You can’t accuse the redoubtable Anne-Marie Slaughter, president and CEO of the New America Foundation think tank, of giving up easily: she has arrived in London fresh from the World Economic Forum at Davos, where she slipped on the ice and broke her wrist, spending two days in a Swiss hospital. One arm is therefore out of action, and her voice is hoarse, but she is soldiering on through a dense thicket of meetings and interviews to talk about her new book Unfinished Business, on how the work-life balance is broken and how to fix it.

The trigger for the book was a rare, traumatic moment when Slaughter was stopped in her tracks, back in 2011. She was at her professional peak, in her dream role as the first female director of policy planning at the State Department under Hillary Clinton. The job required her to be in Washington during the week while her husband Andrew, a professor of politics at Princeton, gamely held the fort back in New Jersey with their two sons. Her boys weren’t so stoic: her ten-year-old used to cry on Sunday nights before she went away. Later, when her eldest was 14, he began disrupting classes, skipping school, and becoming known to the local police.
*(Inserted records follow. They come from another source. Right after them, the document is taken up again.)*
//! The variant generation pipeline.
//!
//! One job = one source asset, N requested variants. Phase 1 analyzes the
//! source once; a Phase 1 failure is fatal to the job. Phase 2 runs N
//! independent generation calls under a bounded semaphore, each with its
//! own timeout, and streams typed events as slots resolve.
//!
//! Disconnect handling: the caller observes the job through the returned
//! receiver. When the receiver is dropped, event sends fail, the job's
//! cancellation token fires, slots that have not started are skipped, and
//! in-flight calls finish detached with their results discarded.

use std::path::PathBuf;
use std::sync::Arc;
use std::time::Duration;

use adcraft_core::fragment::{KIND_ASSET, MEDIA_IMAGE};
use adcraft_core::types::DbId;
use adcraft_db::models::fragment::{CreateFragment, Fragment};
use adcraft_db::repositories::FragmentRepo;
use adcraft_genai::GenerativeClient;
use sqlx::PgPool;
use tokio::sync::{mpsc, Semaphore};
use tokio_util::sync::CancellationToken;

use crate::events::VariantEvent;

/// Maximum variants a single job may request.
pub const MAX_VARIANTS_PER_JOB: u32 = 10;

/// Default bound on concurrent generation calls per job.
pub const DEFAULT_GENERATION_CONCURRENCY: usize = 3;

/// Default per-slot timeout for one generation call.
pub const DEFAULT_SLOT_TIMEOUT: Duration = Duration::from_secs(120);

/// One variant generation request.
#[derive(Debug, Clone)]
pub struct VariantRequest {
    pub ad_set_id: DbId,
    /// The source asset fragment, already resolved and kind-checked by the
    /// caller.
    pub source: Fragment,
    /// Number of variants to produce (1..=[`MAX_VARIANTS_PER_JOB`]).
    pub count: u32,
    /// Free-text generation instructions from the caller.
    pub instructions: String,
}

/// Orchestrates variant generation jobs. Cheap to clone behind an `Arc`;
/// one instance is shared by all requests.
pub struct VariantPipeline {
    pool: PgPool,
    genai: Arc<dyn GenerativeClient>,
    /// Root directory for stored assets; generated files land under
    /// `generated/`.
    storage_root: PathBuf,
    concurrency: usize,
    slot_timeout: Duration,
}

/// Outcome of one slot's generation call, before persistence.
struct SlotResult {
    slot: u32,
    result: Result<Vec<u8>, String>,
}

impl VariantPipeline {
    pub fn new(
        pool: PgPool,
        genai: Arc<dyn GenerativeClient>,
        storage_root: PathBuf,
        concurrency: usize,
        slot_timeout: Duration,
    ) -> Self {
        Self {
            pool,
            genai,
            storage_root,
            concurrency: concurrency.max(1),
            slot_timeout,
        }
    }

    /// Start a job and return its event stream. The job runs detached; it
    /// stops early only if the receiver is dropped before Phase 1 ends or
    /// between slot resolutions.
    pub fn start(self: &Arc<Self>, request: VariantRequest) -> mpsc::Receiver<VariantEvent> {
        let (tx, rx) = mpsc::channel(32);
        let pipeline = Arc::clone(self);
        tokio::spawn(async move {
            pipeline.run(request, tx).await;
        });
        rx
    }

    async fn run(&self, request: VariantRequest, tx: mpsc::Sender<VariantEvent>) {
        let total = request.count;
        tracing::info!(
            ad_set_id = request.ad_set_id,
            source_id = request.source.id,
            count = total,
            "Starting variant generation job"
        );

        if !emit(&tx, VariantEvent::Analyzing).await {
            return;
        }

        // Phase 1: ground all prompts on one analysis of the source.
        let source_path = self.storage_root.join(&request.source.content);
        let source_bytes = match tokio::fs::read(&source_path).await {
            Ok(bytes) => bytes,
            Err(e) => {
                let _ = emit(
                    &tx,
                    VariantEvent::Error {
                        message: format!("Analysis failed: cannot read source asset: {e}"),
                    },
                )
                .await;
                return;
            }
        };
        let description = match self.genai.analyze_image(&source_bytes).await {
            Ok(description) => description,
            Err(e) => {
                tracing::warn!(source_id = request.source.id, error = %e, "Source analysis failed");
                let _ = emit(
                    &tx,
                    VariantEvent::Error {
                        message: format!("Analysis failed: {e}"),
                    },
                )
                .await;
                return;
            }
        };

        if !emit(
            &tx,
            VariantEvent::Analyzed {
                description: description.clone(),
            },
        )
        .await
        {
            return;
        }

        // Phase 2: N independent generation calls, bounded, each with its
        // own timeout. Slot tasks run detached so dropping the job never
        // cancels an in-flight external call (its cost is already spent);
        // the token only stops slots that have not started.
        let cancel = CancellationToken::new();
        let semaphore = Arc::new(Semaphore::new(self.concurrency));
        let (slot_tx, mut slot_rx) = mpsc::unbounded_channel::<SlotResult>();
        let source_bytes = Arc::new(source_bytes);

        for slot in 0..total {
            let genai = Arc::clone(&self.genai);
            let semaphore = Arc::clone(&semaphore);
            let cancel = cancel.clone();
            let slot_tx = slot_tx.clone();
            let source_bytes = Arc::clone(&source_bytes);
            let prompt = build_variant_prompt(&description, &request.instructions, slot);
            let slot_timeout = self.slot_timeout;

            tokio::spawn(async move {
                // Closed semaphore cannot happen; treat it as cancellation.
                let Ok(_permit) = semaphore.acquire_owned().await else {
                    return;
                };
                if cancel.is_cancelled() {
                    return;
                }
                let result = match tokio::time::timeout(
                    slot_timeout,
                    genai.generate_image(&prompt, Some(&source_bytes)),
                )
                .await
                {
                    Ok(Ok(bytes)) => Ok(bytes),
                    Ok(Err(e)) => Err(e.to_string()),
                    Err(_) => Err(format!(
                        "generation timed out after {}s",
                        slot_timeout.as_secs()
                    )),
                };
                let _ = slot_tx.send(SlotResult { slot, result });
            });
        }
        drop(slot_tx);

        let mut assets: Vec<Fragment> = Vec::new();
        let mut errors: Vec<String> = Vec::new();
        let mut resolved: u32 = 0;

        while let Some(SlotResult { slot, result }) = slot_rx.recv().await {
            resolved += 1;
            if !emit(
                &tx,
                VariantEvent::Processing {
                    progress: resolved,
                    total,
                },
            )
            .await
            {
                cancel.cancel();
                return;
            }

            let event = match result {
                Ok(bytes) => match self.persist_variant(&request, &bytes).await {
                    Ok(asset) => {
                        assets.push(asset.clone());
                        VariantEvent::SlotComplete { slot, asset }
                    }
                    Err(message) => {
                        errors.push(message.clone());
                        VariantEvent::SlotError { slot, message }
                    }
                },
                Err(message) => {
                    tracing::warn!(slot, error = %message, "Variant slot failed");
                    errors.push(message.clone());
                    VariantEvent::SlotError { slot, message }
                }
            };
            if !emit(&tx, event).await {
                cancel.cancel();
                return;
            }
        }

        tracing::info!(
            ad_set_id = request.ad_set_id,
            generated = assets.len(),
            failed = errors.len(),
            "Variant generation job finished"
        );
        let _ = emit(&tx, VariantEvent::Done { assets, errors }).await;
    }

    /// Write the generated bytes to storage and record the new asset
    /// fragment. Any failure is reported as that slot's error.
    async fn persist_variant(
        &self,
        request: &VariantRequest,
        bytes: &[u8],
    ) -> Result<Fragment, String> {
        let relative = format!("generated/{}.png", uuid::Uuid::new_v4());
        let path = self.storage_root.join(&relative);
        if let Some(parent) = path.parent() {
            tokio::fs::create_dir_all(parent)
                .await
                .map_err(|e| format!("cannot create storage directory: {e}"))?;
        }
        tokio::fs::write(&path, bytes)
            .await
            .map_err(|e| format!("cannot write generated asset: {e}"))?;

        let (width, height) = probe_dimensions(bytes);
        FragmentRepo::create(
            &self.pool,
            &CreateFragment {
                ad_set_id: request.ad_set_id,
                kind: KIND_ASSET.to_string(),
                content: relative,
                media_kind: Some(MEDIA_IMAGE.to_string()),
                width,
                height,
                generated_by_ai: Some(true),
            },
        )
        .await
        .map_err(|e| format!("cannot record generated asset: {e}"))
    }
}

/// Send an event, reporting whether the consumer is still listening.
async fn emit(tx: &mpsc::Sender<VariantEvent>, event: VariantEvent) -> bool {
    tx.send(event).await.is_ok()
}

/// Build the per-slot generation prompt from the analysis and the caller's
/// instructions. The slot index nudges the provider toward distinct takes.
fn build_variant_prompt(description: &str, instructions: &str, slot: u32) -> String {
    let instructions = instructions.trim();
    if instructions.is_empty() {
        format!("{description}\n\nProduce variation {} of this image.", slot + 1)
    } else {
        format!(
            "{description}\n\nInstructions: {instructions}\n\nProduce variation {} of this image.",
            slot + 1
        )
    }
}

/// Header-only dimension probe; generated payloads that fail to parse just
/// get no dimensions recorded.
fn probe_dimensions(bytes: &[u8]) -> (Option<i32>, Option<i32>) {
    let reader = image::ImageReader::new(std::io::Cursor::new(bytes));
    match reader.with_guessed_format().and_then(|r| {
        r.into_dimensions()
            .map_err(|e| std::io::Error::new(std::io::ErrorKind::InvalidData, e))
    }) {
        Ok((w, h)) => (i32::try_from(w).ok(), i32::try_from(h).ok()),
        Err(_) => (None, None),
    }
}

#[cfg(test)]
mod tests {
    use super::*;

    #[test]
    fn prompt_includes_analysis_and_instructions() {
        let prompt = build_variant_prompt("A beach at sunset", "make it rainy", 2);
        assert!(prompt.contains("A beach at sunset"));
        assert!(prompt.contains("make it rainy"));
        assert!(prompt.contains("variation 3"));
    }

    #[test]
    fn prompt_without_instructions_still_grounded() {
        let prompt = build_variant_prompt("A beach at sunset", "   ", 0);
        assert!(prompt.contains("A beach at sunset"));
        assert!(!prompt.contains("Instructions:"));
    }

    #[test]
    fn unparseable_bytes_probe_to_none() {
        assert_eq!(probe_dimensions(b"not an image"), (None, None));
    }
}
It became painfully clear that her weekday presence was required at home. She left the State Department, returned to teaching at Princeton, and in 2012 wrote an impassioned article entitled: ‘Why Women Still Can’t Have It All’, one of the most-read pieces in the history of the Atlantic magazine. Her book, on similar territory, represents the evolution of Slaughter’s thinking.

I ask Slaughter about the phrase ‘having it all’, which was popularised in 1982 by Helen Gurley Brown, Cosmopolitan magazine’s high priestess of glamorous self-improvement. By ‘it all’, Gurley Brown meant love, sex, money and success: she seemed vaguely repelled by motherhood.